Said Toufik, un ancien soldat âgé de 23 ans, s’est dit « convaincu » par le jihadisme, en expliquant s’être radicalisé après avoir quitté l’armée en 2016 et avoir eu des « contacts » avec des groupes radicaux, notamment en Afghanistan. « Il aurait été préférable d’assassiner des hommes et non des femmes » car « ce sont eux qui tuent les frères syriens », a-t-il dit lors de l’audience.

Les autres complices présumés démentent adhérer au jihadisme mais reconnaissent qu’ils fréquentaient les principaux suspects et/ou participaient à des « réunions » organisées par Abdessamad Ejjoud, tout en assurant n’avoir rien su de ses projets.

Ejjoud, un marchand ambulant de 25 ans, a pour sa part reconnu avoir assassiné une des deux touristes. Younes Ouaziyad, 27 ans, a reconnu avoir décapité la seconde et Rachid Afatti, 33 ans, avoir filmé la scène avec son téléphone portable.

Des images de la décapitation et une vidéo de serment d’allégeance à l’EI ont été diffusées sur les réseaux sociaux. L’EI n’a pas revendiqué le double assassinat.

Ejjoud, un repris de justice devenu imam hors du champ religieux contrôlé par l’Etat marocain, a affirmé avoir formé un groupe après sa sortie de prison en réunissant autour de lui d’anciens compagnons de détention ainsi que des « frères » de milieu modeste, de niveau d’instruction très bas, vivant de petits boulots dans des quartiers déshérités de Marrakech, destination touristique phare du royaume.

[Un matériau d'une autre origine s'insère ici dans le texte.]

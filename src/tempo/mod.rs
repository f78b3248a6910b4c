//! Conversion of stored span records into the Tempo OTLP-JSON envelope
//! (spec §4.4, §6 conversion table).
//!
//! Grounded on the teacher's `handlers/traces.rs::assemble_trace`, which
//! groups flat span rows into a nested resource/scope/span tree; the tree
//! shape here is the Tempo wire shape instead of the teacher's UI-oriented
//! `SpanNode` tree.

use std::collections::BTreeMap;

use serde_json::{json, Value};

use crate::store::{AttributeValue, SpanKind, SpanRecord, StatusCode};

/// Groups spans by `(resource, scope)` identity and renders the Tempo
/// envelope: a list of `resourceSpans`, each with a `scopeSpans` list.
pub fn spans_to_envelope(spans: &[SpanRecord]) -> Value {
    // Keyed by a stable string form of the resource+scope so spans from the
    // same resource/scope pair land in the same group, in first-seen order.
    let mut groups: Vec<(String, String, Vec<&SpanRecord>)> = Vec::new();

    for span in spans {
        let resource_key = resource_key(span);
        let scope_key = format!("{}\u{0}{}", span.scope.name, span.scope.version);
        if let Some(entry) = groups
            .iter_mut()
            .find(|(rk, sk, _)| *rk == resource_key && *sk == scope_key)
        {
            entry.2.push(span);
        } else {
            groups.push((resource_key, scope_key, vec![span]));
        }
    }

    // Re-group by resource only, to nest scopeSpans under one resourceSpans entry.
    let mut by_resource: Vec<(String, &BTreeMap<String, AttributeValue>, Vec<(&str, &str, Vec<&SpanRecord>)>)> =
        Vec::new();
    for (resource_key, scope_key, group_spans) in &groups {
        let resource = &group_spans[0].resource;
        let (name, version) = split_scope_key(scope_key);
        if let Some(entry) = by_resource.iter_mut().find(|(rk, _, _)| rk == resource_key) {
            entry.2.push((name, version, group_spans.clone()));
        } else {
            by_resource.push((
                resource_key.clone(),
                resource,
                vec![(name, version, group_spans.clone())],
            ));
        }
    }

    let resource_spans: Vec<Value> = by_resource
        .into_iter()
        .map(|(_, resource, scope_groups)| {
            json!({
                "resource": { "attributes": attributes_to_tempo(resource) },
                "scopeSpans": scope_groups
                    .into_iter()
                    .map(|(name, version, spans)| {
                        json!({
                            "scope": { "name": name, "version": version },
                            "spans": spans.iter().map(|s| span_to_tempo(s)).collect::<Vec<_>>(),
                        })
                    })
                    .collect::<Vec<_>>(),
            })
        })
        .collect();

    json!({ "resourceSpans": resource_spans, "batches": resource_spans })
}

fn resource_key(span: &SpanRecord) -> String {
    serde_json::to_string(&span.resource).unwrap_or_default()
}

fn split_scope_key(key: &str) -> (&str, &str) {
    key.split_once('\u{0}').unwrap_or((key, ""))
}

/// Renders one span into the Tempo-shaped span object (spec §6 conversion
/// table).
pub fn span_to_tempo(span: &SpanRecord) -> Value {
    let mut obj = serde_json::Map::new();
    obj.insert("traceId".to_string(), json!(span.trace_id));
    obj.insert("spanId".to_string(), json!(span.span_id));
    if !span.is_root() {
        obj.insert("parentSpanId".to_string(), json!(span.parent_span_id));
    }
    obj.insert("name".to_string(), json!(span.span_name));
    obj.insert("kind".to_string(), json!(span.kind.tempo_name()));
    obj.insert(
        "startTimeUnixNano".to_string(),
        json!(span.start_time_unix_nano.to_string()),
    );
    obj.insert(
        "endTimeUnixNano".to_string(),
        json!(span.end_time_unix_nano.to_string()),
    );
    obj.insert(
        "status".to_string(),
        json!({
            "code": span.status.code.tempo_name(),
            "message": span.status.message,
        }),
    );
    obj.insert("attributes".to_string(), attributes_to_tempo(&span.attributes));
    obj.insert(
        "events".to_string(),
        json!(span
            .events
            .iter()
            .map(|e| {
                json!({
                    "name": e.name,
                    "timeUnixNano": e.time_unix_nano.to_string(),
                    "attributes": attributes_to_tempo(&e.attributes),
                })
            })
            .collect::<Vec<_>>()),
    );
    obj.insert(
        "links".to_string(),
        json!(span
            .links
            .iter()
            .map(|l| {
                json!({
                    "traceId": l.trace_id,
                    "spanId": l.span_id,
                    "attributes": attributes_to_tempo(&l.attributes),
                })
            })
            .collect::<Vec<_>>()),
    );
    Value::Object(obj)
}

/// Attribute maps render as a key-sorted array of `{key, value}` (spec §6
/// "Attribute arrays are sorted ascending by key for determinism").
fn attributes_to_tempo(attrs: &BTreeMap<String, AttributeValue>) -> Value {
    json!(attrs
        .iter()
        .map(|(k, v)| json!({ "key": k, "value": attribute_value_to_tempo(v) }))
        .collect::<Vec<_>>())
}

fn attribute_value_to_tempo(v: &AttributeValue) -> Value {
    match v {
        AttributeValue::String(s) => json!({ "stringValue": s }),
        AttributeValue::Bool(b) => json!({ "boolValue": b }),
        AttributeValue::Int(i) => json!({ "intValue": i.to_string() }),
        AttributeValue::Double(d) => {
            if d.fract() == 0.0 {
                json!({ "intValue": (*d as i64).to_string() })
            } else {
                json!({ "doubleValue": d })
            }
        }
        AttributeValue::Bytes(b) => {
            json!({ "stringValue": b.iter().map(|b| format!("{b:02x}")).collect::<String>() })
        }
        AttributeValue::Array(_) | AttributeValue::Map(_) => {
            json!({ "stringValue": serde_json::to_string(v).unwrap_or_default() })
        }
    }
}

pub fn status_code_tempo_name(code: StatusCode) -> &'static str {
    code.tempo_name()
}

pub fn span_kind_tempo_name(kind: SpanKind) -> &'static str {
    kind.tempo_name()
}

Pourquoi se réunissaient-ils ? « Nous abordions des sujets religieux », assure un des accusés, Noureddine Belabed, 30 ans, déjà condamné par le passé à trois ans de prison pour « apologie du terrorisme ».

« Nous allions prier ensemble » mais « n’avons jamais rien planifié », dit un autre, Abdelkebir Akhmayej, 32 ans. « Nous allions aussi à la pêche », dit-il, visiblement apeuré par les questions des juges.

– Cheikh salafiste –

« Je n’ai jamais parlé de terrorisme », assurent tour à tour deux autres accusés, un menuisier de 25 ans et un imam par intermittence âgé de 30 ans qui vient de passer son bac en prison. D’autres, au contraire, assurent qu’Ejjoud faisait tout pour les embrigader.

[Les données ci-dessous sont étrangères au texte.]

//! Graphite-compatible metric endpoints (spec §4.5, component C5).

use std::collections::BTreeMap;

use axum::extract::{Query, State};
use axum::response::IntoResponse;
use axum::Json;
use serde::Deserialize;
use serde_json::json;

use crate::error::GotelResult;
use crate::graphite::{self, Expr};
use crate::sanitize::escape_like_pattern;
use crate::AppState;

#[derive(Debug, Deserialize, Default)]
pub struct FindParams {
    pub query: Option<String>,
    pub q: Option<String>,
}

/// `/metrics/find`.
pub async fn metrics_find(
    State(state): State<AppState>,
    Query(params): Query<FindParams>,
) -> GotelResult<impl IntoResponse> {
    let raw_query = params.query.or(params.q).unwrap_or_default();
    if raw_query.is_empty() {
        return Ok(Json(json!([])));
    }

    let expr = Expr::parse(&raw_query);
    let pattern = expr.base_pattern();
    let depth = pattern.split('.').count();

    let like = escape_like_pattern(pattern);
    let points = state
        .store
        .query_metrics(&state.cancel, &like, None, None, 10_000)
        .await?;

    let names: Vec<String> = points.into_iter().map(|p| p.name).collect();
    let nodes = graphite::distinct_nodes_at_depth(&names, depth);

    let aliased: Vec<String> = nodes.iter().map(|n| expr.rename(n)).collect();
    let body: Vec<_> = aliased
        .into_iter()
        .map(|name| {
            json!({
                "text": name,
                "id": name,
                "expandable": false,
                "allowChildren": false,
            })
        })
        .collect();
    Ok(Json(body))
}

#[derive(Debug, Default)]
struct RenderParams {
    target: Vec<String>,
    from: Option<i64>,
    until: Option<i64>,
}

/// Parses a `x-www-form-urlencoded`-shaped string, collecting every
/// `target=` occurrence into a `Vec` — `serde_urlencoded` (what axum's
/// `Query`/`Form` extractors use) collapses repeated keys to the last one,
/// which loses all but one target, so repeated params are parsed by hand.
fn parse_render_params(raw: &str) -> RenderParams {
    let mut params = RenderParams::default();
    for pair in raw.split('&').filter(|p| !p.is_empty()) {
        let (key, value) = pair.split_once('=').unwrap_or((pair, ""));
        let key = urlencoding::decode(key).unwrap_or_default().into_owned();
        let value = urlencoding::decode(value).unwrap_or_default().into_owned();
        match key.as_str() {
            "target" => params.target.push(value),
            "from" => params.from = value.parse().ok(),
            "until" => params.until = value.parse().ok(),
            _ => {}
        }
    }
    params
}

/// `/render`. GET query params and POST form bodies both carry the same
/// `x-www-form-urlencoded` shape (spec §4.5 "accepts ... repeatable query
/// parameter; also form-encoded body on POST/PUT").
pub async fn render(
    State(state): State<AppState>,
    axum::extract::RawQuery(raw): axum::extract::RawQuery,
) -> GotelResult<impl IntoResponse> {
    let params = parse_render_params(raw.as_deref().unwrap_or(""));
    render_targets(&state, &params.target, params.from, params.until).await
}

pub async fn render_form(
    State(state): State<AppState>,
    body: axum::body::Bytes,
) -> GotelResult<impl IntoResponse> {
    let raw = String::from_utf8_lossy(&body);
    let params = parse_render_params(&raw);
    render_targets(&state, &params.target, params.from, params.until).await
}

async fn render_targets(
    state: &AppState,
    targets: &[String],
    from: Option<i64>,
    until: Option<i64>,
) -> GotelResult<impl IntoResponse> {
    let mut series = Vec::new();
    for target in targets {
        let expr = Expr::parse(target);
        let pattern = expr.base_pattern();
        let pattern_depth = graphite::segment_count(pattern);
        let like = escape_like_pattern(pattern);

        let points = state
            .store
            .query_metrics(&state.cancel, &like, from, until, 100_000)
            .await?;

        // Loosened wildcard semantics: keep a metric if its own segment
        // count is >= the pattern's (spec §4.5 "Render").
        let points: Vec<_> = points
            .into_iter()
            .filter(|p| graphite::segment_count(&p.name) >= pattern_depth)
            .collect();

        let mut by_name: BTreeMap<String, Vec<(f64, i64)>> = BTreeMap::new();
        for point in points {
            by_name
                .entry(point.name.clone())
                .or_default()
                .push((point.value, point.timestamp));
        }

        for (name, mut datapoints) in by_name {
            datapoints.sort_by_key(|(_, ts)| *ts);
            let series_name = expr.rename(&name);
            series.push(json!({
                "target": series_name,
                "datapoints": datapoints
                    .into_iter()
                    .map(|(v, ts)| json!([v, ts]))
                    .collect::<Vec<_>>(),
            }));
        }
    }
    Ok(Json(series))
}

Le rôle d’un cheikh de Marrakech, responsable d’une association salafiste se présentant comme hostile au jihadisme et rejetant toute forme de violence, a été aussi questionné pendant l’audience.

Ce cheikh, Mohamed al-Maghraoui, a entre autres fait parler de lui avec une fatwa autorisant le mariage des fillettes de 9 ans. Plusieurs prévenus, dont Ejjoud, ont suivi des enseignements coraniques dans ses écoles.

« Al-Maghraoui a deux visages: celui qu’il montre aux autorités, et un autre, plus radical, avec des idées extrémistes », a accusé jeudi un des accusés, Abdelaziz Feryat, 30 ans.

Un des avocats de la partie civile a demandé que le religieux soit convoqué devant le tribunal. Le président de la cour n’a pas statué sur cette requête.

Les principaux suspects de l’assassinat des deux Scandinaves risquent théoriquement la peine de mort – toujours prononcée au Maroc même si un moratoire est appliqué de facto depuis 1993.